Campaigners warn the new schemes would cut livestock, including hill ponies, by 56% to 89%, adding previous cuts have not increased biodiversity on the moor and claiming the spread of Molinia is down to under- rather than overgrazing.
Abel says under the new agreements farmers will be forced into the "horrible position" of having to "choose between keeping the ponies or… paying the bills".

The issue became political earlier this week when Conservative leader Kemi Badenoch described the plan as "total madness".
Downing Street responded by saying the Labour government would not allow a cull, insisting the animals were safe.

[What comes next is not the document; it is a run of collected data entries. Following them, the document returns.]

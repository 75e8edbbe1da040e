//! Value types exchanged with cairo.
//!
//! cairo passes its enumerations as plain `int`s. Every value read back
//! from the library goes through `from_raw`/`TryFrom`, so a code this crate
//! does not know is kept or rejected, never reinterpreted.

use libc::c_int;
use serde::{Deserialize, Serialize};
use std::ffi::CStr;
use std::fmt;

/// Outcome code of a cairo call.
#[derive(Debug, Clone, Copy, PartialEq, Eq, Hash)]
#[non_exhaustive]
pub enum Status {
    Success,
    NoMemory,
    InvalidMatrix,
    InvalidStatus,
    NullPointer,
    InvalidString,
    ReadError,
    WriteError,
    SurfaceFinished,
    SurfaceTypeMismatch,
    InvalidContent,
    InvalidFormat,
    FileNotFound,
    InvalidStride,
    InvalidSize,
    DeviceError,
    PngError,
    /// A code with no named variant.
    Other(c_int),
}

impl Status {
    pub fn from_raw(code: c_int) -> Self {
        match code {
            0 => Status::Success,
            1 => Status::NoMemory,
            5 => Status::InvalidMatrix,
            6 => Status::InvalidStatus,
            7 => Status::NullPointer,
            8 => Status::InvalidString,
            10 => Status::ReadError,
            11 => Status::WriteError,
            12 => Status::SurfaceFinished,
            13 => Status::SurfaceTypeMismatch,
            15 => Status::InvalidContent,
            16 => Status::InvalidFormat,
            18 => Status::FileNotFound,
            24 => Status::InvalidStride,
            32 => Status::InvalidSize,
            35 => Status::DeviceError,
            39 => Status::PngError,
            other => Status::Other(other),
        }
    }

    pub fn into_raw(self) -> c_int {
        match self {
            Status::Success => 0,
            Status::NoMemory => 1,
            Status::InvalidMatrix => 5,
            Status::InvalidStatus => 6,
            Status::NullPointer => 7,
            Status::InvalidString => 8,
            Status::ReadError => 10,
            Status::WriteError => 11,
            Status::SurfaceFinished => 12,
            Status::SurfaceTypeMismatch => 13,
            Status::InvalidContent => 15,
            Status::InvalidFormat => 16,
            Status::FileNotFound => 18,
            Status::InvalidStride => 24,
            Status::InvalidSize => 32,
            Status::DeviceError => 35,
            Status::PngError => 39,
            Status::Other(code) => code,
        }
    }

    pub fn is_success(self) -> bool {
        self == Status::Success
    }
}

/// cairo's own description of the status.
impl fmt::Display for Status {
    fn fmt(&self, f: &mut fmt::Formatter<'_>) -> fmt::Result {
        let text = unsafe { cairo_sys::cairo_status_to_string(self.into_raw()) };
        if text.is_null() {
            return write!(f, "status {}", self.into_raw());
        }
        f.write_str(&unsafe { CStr::from_ptr(text) }.to_string_lossy())
    }
}

/// Pixel layout of an image surface.
#[derive(Debug, Clone, Copy, PartialEq, Eq, Hash, Serialize, Deserialize)]
#[serde(rename_all = "snake_case")]
pub enum Format {
    Invalid,
    Argb32,
    Rgb24,
    A8,
    A1,
    Rgb16_565,
    Rgb30,
    Rgb96f,
    Rgba128f,
}

impl Format {
    pub fn into_raw(self) -> c_int {
        match self {
            Format::Invalid => -1,
            Format::Argb32 => 0,
            Format::Rgb24 => 1,
            Format::A8 => 2,
            Format::A1 => 3,
            Format::Rgb16_565 => 4,
            Format::Rgb30 => 5,
            Format::Rgb96f => 6,
            Format::Rgba128f => 7,
        }
    }
}

impl TryFrom<c_int> for Format {
    type Error = Status;

    fn try_from(value: c_int) -> Result<Self, Status> {
        Ok(match value {
            0 => Format::Argb32,
            1 => Format::Rgb24,
            2 => Format::A8,
            3 => Format::A1,
            4 => Format::Rgb16_565,
            5 => Format::Rgb30,
            6 => Format::Rgb96f,
            7 => Format::Rgba128f,
            _ => return Err(Status::InvalidFormat),
        })
    }
}

/// What a surface stores: color, alpha or both.
#[derive(Debug, Clone, Copy, PartialEq, Eq, Hash, Serialize, Deserialize)]
#[serde(rename_all = "snake_case")]
pub enum Content {
    Color,
    Alpha,
    ColorAlpha,
}

impl Content {
    pub fn into_raw(self) -> c_int {
        match self {
            Content::Color => 0x1000,
            Content::Alpha => 0x2000,
            Content::ColorAlpha => 0x3000,
        }
    }
}

impl TryFrom<c_int> for Content {
    type Error = Status;

    fn try_from(value: c_int) -> Result<Self, Status> {
        match value {
            0x1000 => Ok(Content::Color),
            0x2000 => Ok(Content::Alpha),
            0x3000 => Ok(Content::ColorAlpha),
            _ => Err(Status::InvalidContent),
        }
    }
}

/// Backend type tag of a surface.
#[derive(Debug, Clone, Copy, PartialEq, Eq, Hash, Serialize, Deserialize)]
#[serde(rename_all = "snake_case")]
pub enum SurfaceType {
    Image,
    Pdf,
    Ps,
    Xlib,
    Xcb,
    Glitz,
    Quartz,
    Win32,
    BeOs,
    DirectFb,
    Svg,
    Os2,
    Win32Printing,
    QuartzImage,
    Script,
    Qt,
    Recording,
    Vg,
    Gl,
    Drm,
    Tee,
    Xml,
    Skia,
    Subsurface,
    Cogl,
    /// A tag newer than this crate.
    Other(c_int),
}

const SURFACE_TYPES: [SurfaceType; 25] = [
    SurfaceType::Image,
    SurfaceType::Pdf,
    SurfaceType::Ps,
    SurfaceType::Xlib,
    SurfaceType::Xcb,
    SurfaceType::Glitz,
    SurfaceType::Quartz,
    SurfaceType::Win32,
    SurfaceType::BeOs,
    SurfaceType::DirectFb,
    SurfaceType::Svg,
    SurfaceType::Os2,
    SurfaceType::Win32Printing,
    SurfaceType::QuartzImage,
    SurfaceType::Script,
    SurfaceType::Qt,
    SurfaceType::Recording,
    SurfaceType::Vg,
    SurfaceType::Gl,
    SurfaceType::Drm,
    SurfaceType::Tee,
    SurfaceType::Xml,
    SurfaceType::Skia,
    SurfaceType::Subsurface,
    SurfaceType::Cogl,
];

impl SurfaceType {
    pub fn from_raw(tag: c_int) -> Self {
        usize::try_from(tag)
            .ok()
            .and_then(|index| SURFACE_TYPES.get(index).copied())
            .unwrap_or(SurfaceType::Other(tag))
    }

    pub fn into_raw(self) -> c_int {
        match self {
            SurfaceType::Other(tag) => tag,
            known => SURFACE_TYPES
                .iter()
                .position(|candidate| *candidate == known)
                .map_or(-1, |index| index as c_int),
        }
    }
}

/// A rectangle in user-space units.
#[derive(Debug, Clone, Copy, Default, PartialEq, Serialize, Deserialize)]
pub struct Rectangle {
    pub x: f64,
    pub y: f64,
    pub width: f64,
    pub height: f64,
}

impl From<Rectangle> for cairo_sys::cairo_rectangle_t {
    fn from(rect: Rectangle) -> Self {
        cairo_sys::cairo_rectangle_t {
            x: rect.x,
            y: rect.y,
            width: rect.width,
            height: rect.height,
        }
    }
}

impl From<cairo_sys::cairo_rectangle_t> for Rectangle {
    fn from(rect: cairo_sys::cairo_rectangle_t) -> Self {
        Rectangle {
            x: rect.x,
            y: rect.y,
            width: rect.width,
            height: rect.height,
        }
    }
}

But Hibbs queries if this means the government has directed Natural England to change its policy and adds the DHPA would be happy to provide input into designing a new approach.
'Not recommending a cull'
The Department for Environment, Food & Rural Affairs (Defra) says ponies must be included in the stocking density calculations linked to the moorland actions, as they contribute to grazing pressure on the moorland.
It says the impact of Environmental Land Management (ELM) schemes on pony populations "will be continually monitored for any adverse effects and mitigations will be explored to ensure no further reduction in population numbers".
Defra says it is working with partners including the DHPA "to help ensure that we maintain numbers of semi-wild ponies on the moor for generations to come", adding Natural England is "not recommending a cull".
David Slater, south west director for Natural England, added: "Our role is to advise farmers who wish to enter the publicly-funded schemes available for grazing regimes.
"These schemes have been designed by government to contribute to nature recovery - some of these require less grazing and some more dependent on local conditions but ponies are and always will be part of that mix."
Hibbs says Defra and Natural England are not working with the DHPA, despite both being asked for a meeting.
She says any monitoring of the pony population would come too late after the "irreversible" removal of the majority of the animals from the moors.
But Bruce-White said he did not think it was "inevitable" that pony numbers would fall "catastrophically" even in places where grazing levels were reduced, adding that there were "certainly many other parts of the moor that desperately need more grazing, and in particular, more cattle and pony grazing".
Lovemore adds: "If Natural England decide in two years' time, 'Oh, that was a mistake, we want ponies back on the moor', they can't simply be replaced with any old pony.
"They just won't survive out here... they literally are irreplaceable and... part of Dartmoor's identity."